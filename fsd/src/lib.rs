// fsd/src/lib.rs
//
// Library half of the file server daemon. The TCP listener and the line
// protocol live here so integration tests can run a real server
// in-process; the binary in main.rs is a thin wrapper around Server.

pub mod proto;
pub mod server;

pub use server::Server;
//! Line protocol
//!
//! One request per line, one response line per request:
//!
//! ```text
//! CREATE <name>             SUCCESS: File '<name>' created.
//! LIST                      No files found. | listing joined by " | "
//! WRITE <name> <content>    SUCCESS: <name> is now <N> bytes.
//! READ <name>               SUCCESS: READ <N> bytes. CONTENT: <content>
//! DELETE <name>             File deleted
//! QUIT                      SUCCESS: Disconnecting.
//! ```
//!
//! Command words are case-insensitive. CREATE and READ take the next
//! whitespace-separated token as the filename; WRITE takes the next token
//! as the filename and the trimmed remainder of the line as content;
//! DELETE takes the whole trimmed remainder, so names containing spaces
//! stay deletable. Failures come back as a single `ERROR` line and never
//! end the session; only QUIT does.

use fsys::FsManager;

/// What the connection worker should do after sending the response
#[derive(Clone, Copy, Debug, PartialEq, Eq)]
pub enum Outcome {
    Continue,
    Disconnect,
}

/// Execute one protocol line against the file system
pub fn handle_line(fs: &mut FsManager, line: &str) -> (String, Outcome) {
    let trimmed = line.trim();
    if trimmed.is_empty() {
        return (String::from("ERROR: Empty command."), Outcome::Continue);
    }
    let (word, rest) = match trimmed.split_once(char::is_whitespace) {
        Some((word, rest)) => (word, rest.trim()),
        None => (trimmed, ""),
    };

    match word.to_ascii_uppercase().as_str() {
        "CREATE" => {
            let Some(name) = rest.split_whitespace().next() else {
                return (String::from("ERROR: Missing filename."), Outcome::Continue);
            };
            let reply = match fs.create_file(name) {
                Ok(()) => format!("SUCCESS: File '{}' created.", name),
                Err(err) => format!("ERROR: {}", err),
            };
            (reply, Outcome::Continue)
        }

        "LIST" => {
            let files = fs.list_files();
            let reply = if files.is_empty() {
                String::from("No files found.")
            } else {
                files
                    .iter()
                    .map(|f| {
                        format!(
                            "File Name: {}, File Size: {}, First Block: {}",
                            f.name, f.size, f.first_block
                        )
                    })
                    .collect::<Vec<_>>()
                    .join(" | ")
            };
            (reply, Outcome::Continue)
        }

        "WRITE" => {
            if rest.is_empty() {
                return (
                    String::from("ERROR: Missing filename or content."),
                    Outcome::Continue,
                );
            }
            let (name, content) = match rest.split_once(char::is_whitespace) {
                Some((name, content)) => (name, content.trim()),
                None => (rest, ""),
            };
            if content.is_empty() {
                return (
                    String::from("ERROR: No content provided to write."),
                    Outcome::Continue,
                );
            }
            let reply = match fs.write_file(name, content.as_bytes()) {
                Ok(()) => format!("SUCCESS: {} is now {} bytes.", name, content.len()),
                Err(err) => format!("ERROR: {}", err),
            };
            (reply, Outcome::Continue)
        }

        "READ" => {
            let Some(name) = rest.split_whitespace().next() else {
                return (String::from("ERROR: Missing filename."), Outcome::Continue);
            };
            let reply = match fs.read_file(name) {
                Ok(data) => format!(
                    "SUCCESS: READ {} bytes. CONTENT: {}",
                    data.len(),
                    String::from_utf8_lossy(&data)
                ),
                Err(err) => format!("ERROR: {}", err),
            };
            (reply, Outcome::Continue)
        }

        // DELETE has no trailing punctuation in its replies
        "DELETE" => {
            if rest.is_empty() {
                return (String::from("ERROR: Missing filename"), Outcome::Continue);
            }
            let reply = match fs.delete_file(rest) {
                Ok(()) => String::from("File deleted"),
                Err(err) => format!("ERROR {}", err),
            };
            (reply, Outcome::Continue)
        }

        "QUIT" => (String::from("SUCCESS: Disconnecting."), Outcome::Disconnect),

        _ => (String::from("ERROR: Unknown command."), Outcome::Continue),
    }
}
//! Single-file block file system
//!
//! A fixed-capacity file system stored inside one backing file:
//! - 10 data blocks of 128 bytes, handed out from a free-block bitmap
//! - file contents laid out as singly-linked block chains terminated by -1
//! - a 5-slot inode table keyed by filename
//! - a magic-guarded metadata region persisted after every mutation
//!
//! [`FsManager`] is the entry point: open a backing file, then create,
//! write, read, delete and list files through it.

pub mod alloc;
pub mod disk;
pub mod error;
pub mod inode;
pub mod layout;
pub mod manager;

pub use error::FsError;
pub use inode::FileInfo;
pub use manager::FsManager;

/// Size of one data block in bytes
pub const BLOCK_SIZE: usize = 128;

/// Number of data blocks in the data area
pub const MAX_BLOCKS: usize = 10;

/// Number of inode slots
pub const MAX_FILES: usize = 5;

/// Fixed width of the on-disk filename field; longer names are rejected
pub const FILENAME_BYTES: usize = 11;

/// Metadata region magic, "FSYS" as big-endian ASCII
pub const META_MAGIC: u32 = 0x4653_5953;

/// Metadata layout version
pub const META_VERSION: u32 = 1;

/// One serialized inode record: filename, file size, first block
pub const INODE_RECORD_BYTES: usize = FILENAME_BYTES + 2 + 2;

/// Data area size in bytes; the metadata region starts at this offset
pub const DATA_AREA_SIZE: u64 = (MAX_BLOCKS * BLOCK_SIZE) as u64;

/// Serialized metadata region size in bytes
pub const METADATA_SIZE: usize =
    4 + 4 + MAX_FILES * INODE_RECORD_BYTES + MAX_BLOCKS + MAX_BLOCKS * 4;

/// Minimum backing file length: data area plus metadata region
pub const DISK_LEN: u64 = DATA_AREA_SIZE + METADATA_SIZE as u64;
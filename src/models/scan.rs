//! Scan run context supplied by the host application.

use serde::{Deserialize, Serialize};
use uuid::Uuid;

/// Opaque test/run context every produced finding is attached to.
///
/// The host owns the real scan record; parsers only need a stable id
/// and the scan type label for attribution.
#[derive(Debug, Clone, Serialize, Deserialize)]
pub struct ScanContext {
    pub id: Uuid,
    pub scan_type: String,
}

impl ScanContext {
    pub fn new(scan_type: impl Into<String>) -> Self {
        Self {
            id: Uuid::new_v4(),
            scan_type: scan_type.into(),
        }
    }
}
= = = = = = =
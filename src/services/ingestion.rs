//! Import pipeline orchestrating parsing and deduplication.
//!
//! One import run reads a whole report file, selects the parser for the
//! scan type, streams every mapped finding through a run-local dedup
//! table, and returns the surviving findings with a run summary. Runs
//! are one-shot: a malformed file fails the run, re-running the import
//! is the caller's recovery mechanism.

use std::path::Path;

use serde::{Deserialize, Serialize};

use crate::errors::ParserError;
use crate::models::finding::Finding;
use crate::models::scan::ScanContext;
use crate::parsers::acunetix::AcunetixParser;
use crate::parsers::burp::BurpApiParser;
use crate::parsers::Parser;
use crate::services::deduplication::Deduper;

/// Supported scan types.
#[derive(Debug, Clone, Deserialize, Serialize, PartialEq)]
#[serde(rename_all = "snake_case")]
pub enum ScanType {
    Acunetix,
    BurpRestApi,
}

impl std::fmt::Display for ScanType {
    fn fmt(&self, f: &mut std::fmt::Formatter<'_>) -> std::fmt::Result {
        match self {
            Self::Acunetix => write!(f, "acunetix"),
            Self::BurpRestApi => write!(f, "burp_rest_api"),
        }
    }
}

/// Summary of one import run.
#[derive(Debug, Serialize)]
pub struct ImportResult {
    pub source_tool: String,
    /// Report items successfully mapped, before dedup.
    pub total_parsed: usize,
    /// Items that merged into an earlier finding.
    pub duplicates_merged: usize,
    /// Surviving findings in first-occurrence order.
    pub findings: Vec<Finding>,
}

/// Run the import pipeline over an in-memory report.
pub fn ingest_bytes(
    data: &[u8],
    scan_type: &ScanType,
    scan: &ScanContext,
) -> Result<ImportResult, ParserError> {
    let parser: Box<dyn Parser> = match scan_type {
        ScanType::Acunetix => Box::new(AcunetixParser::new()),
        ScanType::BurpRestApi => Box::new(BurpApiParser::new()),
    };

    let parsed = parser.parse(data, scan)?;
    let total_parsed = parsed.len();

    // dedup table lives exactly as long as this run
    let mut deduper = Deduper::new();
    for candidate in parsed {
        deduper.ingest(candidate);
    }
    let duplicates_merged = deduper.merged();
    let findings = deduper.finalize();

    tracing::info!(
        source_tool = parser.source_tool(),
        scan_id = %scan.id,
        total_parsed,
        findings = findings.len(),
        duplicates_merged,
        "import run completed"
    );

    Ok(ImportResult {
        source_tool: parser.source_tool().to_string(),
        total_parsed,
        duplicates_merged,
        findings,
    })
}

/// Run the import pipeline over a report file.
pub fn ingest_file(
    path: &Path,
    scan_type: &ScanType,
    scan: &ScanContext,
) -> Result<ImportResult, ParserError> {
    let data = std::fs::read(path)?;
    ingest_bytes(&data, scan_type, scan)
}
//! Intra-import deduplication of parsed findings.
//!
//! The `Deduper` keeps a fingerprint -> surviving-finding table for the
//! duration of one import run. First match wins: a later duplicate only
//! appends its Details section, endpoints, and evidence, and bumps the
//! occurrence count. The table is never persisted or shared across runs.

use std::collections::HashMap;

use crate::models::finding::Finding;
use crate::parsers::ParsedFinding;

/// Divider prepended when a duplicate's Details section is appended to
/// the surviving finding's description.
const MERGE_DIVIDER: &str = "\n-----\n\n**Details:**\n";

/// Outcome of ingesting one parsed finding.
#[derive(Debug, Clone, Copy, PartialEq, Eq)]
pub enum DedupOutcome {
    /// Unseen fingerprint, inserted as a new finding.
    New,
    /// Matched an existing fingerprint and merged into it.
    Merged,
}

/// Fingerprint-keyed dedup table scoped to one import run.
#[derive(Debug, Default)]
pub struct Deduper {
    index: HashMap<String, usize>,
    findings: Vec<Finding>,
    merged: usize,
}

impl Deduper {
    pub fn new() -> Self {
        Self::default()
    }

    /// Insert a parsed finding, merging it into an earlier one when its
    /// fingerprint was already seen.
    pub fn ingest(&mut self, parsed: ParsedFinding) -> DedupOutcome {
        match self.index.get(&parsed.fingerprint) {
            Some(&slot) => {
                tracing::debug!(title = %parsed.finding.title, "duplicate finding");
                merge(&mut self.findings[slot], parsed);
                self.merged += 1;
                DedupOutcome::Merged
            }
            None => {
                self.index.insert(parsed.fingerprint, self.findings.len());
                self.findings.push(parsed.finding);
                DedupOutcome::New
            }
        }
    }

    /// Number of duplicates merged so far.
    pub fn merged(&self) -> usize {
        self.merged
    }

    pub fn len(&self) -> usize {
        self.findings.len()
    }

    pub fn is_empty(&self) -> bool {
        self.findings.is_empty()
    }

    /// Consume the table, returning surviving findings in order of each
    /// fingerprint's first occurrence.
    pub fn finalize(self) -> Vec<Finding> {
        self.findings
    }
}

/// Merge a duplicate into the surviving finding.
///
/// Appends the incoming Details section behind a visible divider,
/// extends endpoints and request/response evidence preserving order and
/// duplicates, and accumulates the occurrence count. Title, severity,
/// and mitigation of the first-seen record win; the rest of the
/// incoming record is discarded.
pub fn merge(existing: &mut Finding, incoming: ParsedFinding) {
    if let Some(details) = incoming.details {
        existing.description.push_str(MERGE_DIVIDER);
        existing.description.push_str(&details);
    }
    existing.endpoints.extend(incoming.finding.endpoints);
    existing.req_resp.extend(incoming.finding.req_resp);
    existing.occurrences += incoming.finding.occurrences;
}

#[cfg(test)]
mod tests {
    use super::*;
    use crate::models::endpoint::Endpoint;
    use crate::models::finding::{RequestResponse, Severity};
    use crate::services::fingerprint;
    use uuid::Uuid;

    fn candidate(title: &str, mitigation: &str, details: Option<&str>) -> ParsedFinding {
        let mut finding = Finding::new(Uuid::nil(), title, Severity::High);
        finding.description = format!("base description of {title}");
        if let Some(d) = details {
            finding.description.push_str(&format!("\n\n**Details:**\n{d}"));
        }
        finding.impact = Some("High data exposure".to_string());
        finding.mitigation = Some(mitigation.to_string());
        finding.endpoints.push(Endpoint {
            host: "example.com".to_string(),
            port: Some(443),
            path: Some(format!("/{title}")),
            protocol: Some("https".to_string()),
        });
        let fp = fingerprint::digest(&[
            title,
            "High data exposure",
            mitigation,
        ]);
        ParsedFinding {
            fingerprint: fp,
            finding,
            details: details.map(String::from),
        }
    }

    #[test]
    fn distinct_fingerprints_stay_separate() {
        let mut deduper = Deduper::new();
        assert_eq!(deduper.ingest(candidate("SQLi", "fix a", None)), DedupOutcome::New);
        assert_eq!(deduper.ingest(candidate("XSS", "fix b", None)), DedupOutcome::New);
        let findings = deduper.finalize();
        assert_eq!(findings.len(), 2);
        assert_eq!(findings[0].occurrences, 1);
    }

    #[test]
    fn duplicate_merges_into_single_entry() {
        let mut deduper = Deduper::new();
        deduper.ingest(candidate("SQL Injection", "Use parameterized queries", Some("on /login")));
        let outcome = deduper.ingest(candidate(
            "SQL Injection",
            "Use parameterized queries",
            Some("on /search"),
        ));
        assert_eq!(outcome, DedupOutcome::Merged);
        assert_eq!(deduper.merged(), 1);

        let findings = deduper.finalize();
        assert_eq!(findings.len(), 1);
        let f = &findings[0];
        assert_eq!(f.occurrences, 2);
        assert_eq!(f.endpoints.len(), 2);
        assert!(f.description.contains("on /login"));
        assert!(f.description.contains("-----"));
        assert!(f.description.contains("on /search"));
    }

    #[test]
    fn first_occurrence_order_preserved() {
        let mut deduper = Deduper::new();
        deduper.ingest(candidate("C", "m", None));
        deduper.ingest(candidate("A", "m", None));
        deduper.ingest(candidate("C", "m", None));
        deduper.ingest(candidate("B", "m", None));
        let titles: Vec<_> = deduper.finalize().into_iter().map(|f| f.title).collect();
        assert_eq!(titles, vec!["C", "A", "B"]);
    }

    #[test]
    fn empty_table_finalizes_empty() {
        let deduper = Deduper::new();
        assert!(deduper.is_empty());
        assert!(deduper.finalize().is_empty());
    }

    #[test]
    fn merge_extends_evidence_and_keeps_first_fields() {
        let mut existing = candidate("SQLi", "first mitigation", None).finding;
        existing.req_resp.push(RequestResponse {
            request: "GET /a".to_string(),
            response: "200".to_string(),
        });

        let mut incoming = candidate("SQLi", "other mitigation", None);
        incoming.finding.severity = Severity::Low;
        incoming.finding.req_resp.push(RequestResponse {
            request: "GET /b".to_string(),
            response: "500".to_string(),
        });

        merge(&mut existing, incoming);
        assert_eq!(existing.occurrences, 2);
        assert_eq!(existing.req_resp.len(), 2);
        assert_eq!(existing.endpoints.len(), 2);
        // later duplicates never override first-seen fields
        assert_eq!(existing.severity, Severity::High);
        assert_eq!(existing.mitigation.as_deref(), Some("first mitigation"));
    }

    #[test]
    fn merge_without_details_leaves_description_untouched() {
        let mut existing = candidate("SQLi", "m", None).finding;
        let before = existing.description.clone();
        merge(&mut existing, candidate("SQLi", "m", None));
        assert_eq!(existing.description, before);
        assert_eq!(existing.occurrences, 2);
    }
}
= = = = = = =
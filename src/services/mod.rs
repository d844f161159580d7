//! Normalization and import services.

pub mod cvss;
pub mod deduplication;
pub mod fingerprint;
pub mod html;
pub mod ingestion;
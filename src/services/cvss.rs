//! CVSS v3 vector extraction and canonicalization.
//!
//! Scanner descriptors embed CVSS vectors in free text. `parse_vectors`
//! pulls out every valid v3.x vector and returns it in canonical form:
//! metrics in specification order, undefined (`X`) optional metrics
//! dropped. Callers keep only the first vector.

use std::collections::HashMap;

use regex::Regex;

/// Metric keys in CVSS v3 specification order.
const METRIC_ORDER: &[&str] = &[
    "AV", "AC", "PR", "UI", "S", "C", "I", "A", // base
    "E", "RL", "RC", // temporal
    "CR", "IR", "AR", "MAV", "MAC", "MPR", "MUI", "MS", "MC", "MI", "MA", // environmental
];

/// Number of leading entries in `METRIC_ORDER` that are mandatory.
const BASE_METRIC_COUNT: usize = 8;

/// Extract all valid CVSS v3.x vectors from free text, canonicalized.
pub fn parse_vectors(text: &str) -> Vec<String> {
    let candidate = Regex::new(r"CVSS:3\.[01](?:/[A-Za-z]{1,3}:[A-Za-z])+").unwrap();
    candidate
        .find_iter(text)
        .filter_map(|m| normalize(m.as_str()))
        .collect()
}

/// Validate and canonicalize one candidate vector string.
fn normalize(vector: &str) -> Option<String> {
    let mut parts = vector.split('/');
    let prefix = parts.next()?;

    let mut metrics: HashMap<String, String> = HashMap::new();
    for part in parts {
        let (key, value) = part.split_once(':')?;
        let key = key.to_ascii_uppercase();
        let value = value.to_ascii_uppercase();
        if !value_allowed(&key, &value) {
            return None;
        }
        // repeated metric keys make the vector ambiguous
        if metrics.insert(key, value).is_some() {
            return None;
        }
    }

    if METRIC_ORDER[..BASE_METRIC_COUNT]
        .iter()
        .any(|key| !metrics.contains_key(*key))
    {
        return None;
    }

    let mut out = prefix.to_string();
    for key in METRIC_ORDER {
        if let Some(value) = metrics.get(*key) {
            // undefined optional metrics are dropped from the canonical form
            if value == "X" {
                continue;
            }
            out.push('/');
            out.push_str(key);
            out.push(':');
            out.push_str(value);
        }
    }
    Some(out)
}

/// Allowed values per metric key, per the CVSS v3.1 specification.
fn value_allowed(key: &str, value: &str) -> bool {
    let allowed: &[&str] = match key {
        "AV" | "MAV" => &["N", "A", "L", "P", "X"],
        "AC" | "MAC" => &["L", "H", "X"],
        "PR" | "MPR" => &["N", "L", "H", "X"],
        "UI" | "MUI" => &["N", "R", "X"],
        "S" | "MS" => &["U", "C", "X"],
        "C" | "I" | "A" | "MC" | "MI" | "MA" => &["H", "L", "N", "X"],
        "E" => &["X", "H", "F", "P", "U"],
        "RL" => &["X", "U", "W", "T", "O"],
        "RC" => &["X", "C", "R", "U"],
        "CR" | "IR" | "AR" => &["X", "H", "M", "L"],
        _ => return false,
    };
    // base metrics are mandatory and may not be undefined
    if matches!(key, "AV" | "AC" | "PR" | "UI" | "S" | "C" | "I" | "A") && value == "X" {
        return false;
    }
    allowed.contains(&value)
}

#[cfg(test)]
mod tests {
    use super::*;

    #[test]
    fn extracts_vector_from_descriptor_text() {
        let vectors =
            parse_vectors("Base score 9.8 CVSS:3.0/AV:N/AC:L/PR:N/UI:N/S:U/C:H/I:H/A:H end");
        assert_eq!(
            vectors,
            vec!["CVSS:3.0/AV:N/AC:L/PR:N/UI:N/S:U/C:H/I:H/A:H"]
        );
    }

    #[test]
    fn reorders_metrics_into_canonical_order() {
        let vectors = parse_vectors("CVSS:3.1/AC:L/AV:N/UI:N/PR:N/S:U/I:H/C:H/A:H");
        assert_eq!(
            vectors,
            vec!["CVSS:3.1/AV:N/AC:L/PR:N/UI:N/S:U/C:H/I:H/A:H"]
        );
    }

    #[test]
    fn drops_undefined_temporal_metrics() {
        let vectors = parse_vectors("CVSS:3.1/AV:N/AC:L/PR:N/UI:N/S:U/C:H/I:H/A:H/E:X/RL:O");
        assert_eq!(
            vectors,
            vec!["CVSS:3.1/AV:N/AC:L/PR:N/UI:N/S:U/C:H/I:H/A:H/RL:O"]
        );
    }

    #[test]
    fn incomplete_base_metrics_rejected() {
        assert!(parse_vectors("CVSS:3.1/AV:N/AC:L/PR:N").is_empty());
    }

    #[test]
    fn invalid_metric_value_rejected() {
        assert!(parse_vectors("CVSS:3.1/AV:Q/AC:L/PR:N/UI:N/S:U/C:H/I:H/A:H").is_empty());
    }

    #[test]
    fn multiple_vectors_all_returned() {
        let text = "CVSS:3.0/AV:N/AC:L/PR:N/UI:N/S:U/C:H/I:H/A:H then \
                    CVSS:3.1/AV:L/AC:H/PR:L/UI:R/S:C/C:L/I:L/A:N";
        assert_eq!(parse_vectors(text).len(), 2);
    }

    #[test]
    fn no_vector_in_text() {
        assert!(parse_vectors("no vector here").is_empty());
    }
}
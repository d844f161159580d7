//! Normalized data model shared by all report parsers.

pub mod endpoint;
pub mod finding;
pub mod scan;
= = = = = = =
■ What is expected ■
Each line in the listing either holds the word "only" or does not. Report how many do, as a bare number.

■ Exercise solution ■
4